With the devotion of an unquiet conscience she nursed him as if her own life hung on it. She wrote to Stephen again, and he replied that he was in good health and spirits and was only waiting for his leg to mend. The full inquest had been adjourned until he could attend.
By the following Monday Brook’s temperature had been sub-normal for three days and he was taking milk foods. She decided that today she must make an effort to see Stephen. All the time at the back of her mind was the niggling anxiety that he had been minimizing his injuries to save her worry. Mr Ferguson was at the works, and she took their own carriage to Piccadilly and dismissed it there and walked across to the Infirmary. At the door she was told that Mr Crossley had left yesterday.
Taken aback, the tense expectancy going out of her, she said:
‘Did he leave any address?’
‘Yes, ma’am. He’s gone home. We have the address here …’
‘Oh, it doesn’t matter, thank you. I know the house.’
Out on the pavement again. Would it be unwise to call? His father might be there. But his father knew all about her, might be less prejudiced against her if they met. And soon the news woul
d be public property anyway.
She had difficulty in finding a cab and it was nearly four before she reached his house. She must be back before Mr Ferguson.
The girl who opened the door looked at her blankly.
‘Is Mr Crossley in, please?’
‘Yes’m. What name shall I say?’
She waited a few moments in the drawing-room, then went upstairs behind the maid. Her heart was thumping with the excitement of seeing him again.

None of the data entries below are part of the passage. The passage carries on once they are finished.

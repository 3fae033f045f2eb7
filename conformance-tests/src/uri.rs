//! Station resource URIs

/// All environments
pub const ENVIRONMENTS_URI: &str = "station://environments";

/// All agents
pub const AGENTS_URI: &str = "station://agents";

/// File-based MCP configurations across environments
pub const MCP_CONFIGS_URI: &str = "station://mcp-configs";

/// Details of one agent
pub const AGENT_DETAILS: UriTemplate = UriTemplate::new("station://agents/{id}");

/// Run history of one agent
pub const AGENT_RUNS: UriTemplate = UriTemplate::new("station://agents/{id}/runs");

/// Tools available in one environment
pub const ENVIRONMENT_TOOLS: UriTemplate = UriTemplate::new("station://environments/{id}/tools");

const ID_PLACEHOLDER: &str = "{id}";

/// Resource URI with a single numeric `{id}` segment
#[derive(Debug, Clone, Copy, PartialEq, Eq)]
pub struct UriTemplate(&'static str);

impl UriTemplate {
    /// Wrap a template string containing `{id}`
    pub const fn new(template: &'static str) -> Self {
        Self(template)
    }

    /// Substitute an identifier into the template
    pub fn expand(&self, id: i64) -> String {
        self.0.replacen(ID_PLACEHOLDER, &id.to_string(), 1)
    }

    /// Raw template text
    pub fn as_str(&self) -> &'static str {
        self.0
    }
}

Stephen in bed. He flushed to the temples at sight of her; she’d never seen him do that before. For a moment they were formal while the maid withdrew, Stephen even looked alarmed. Then in each other’s arms.
‘My dearest!’
‘Delia! I never expected! Who told you I was–’
‘Stephen, I went to the hospital.’ She explained. Something in his voice. She found herself explaining more than she need. He had all the good looks, the attraction Brook lacked. Not sick, only hurt, all the difference.
‘I came home yesterday; but, Delia, it was a bit rash coming here. I’ve written to you.’
‘Does it matter?’ she said, surprised. ‘Is your father here?’
‘Why, no. But he may be. Perhaps we can talk quickly for a few minutes. How’s Brook?’
‘A little better. No, don’t pull a face.’
‘I can’t help it – why be a hypocrite? I’ll swear your nursing would bring a man out of the grave.’
‘I’ve only done what anyone else … But it’s been a terrible week.’
He put his warm, long-fingered hand over hers.
‘Horrible for you. Poor sweetheart–’
‘But don’t let’s talk about it. I’ve been so worried because I was afraid you were badly hurt.’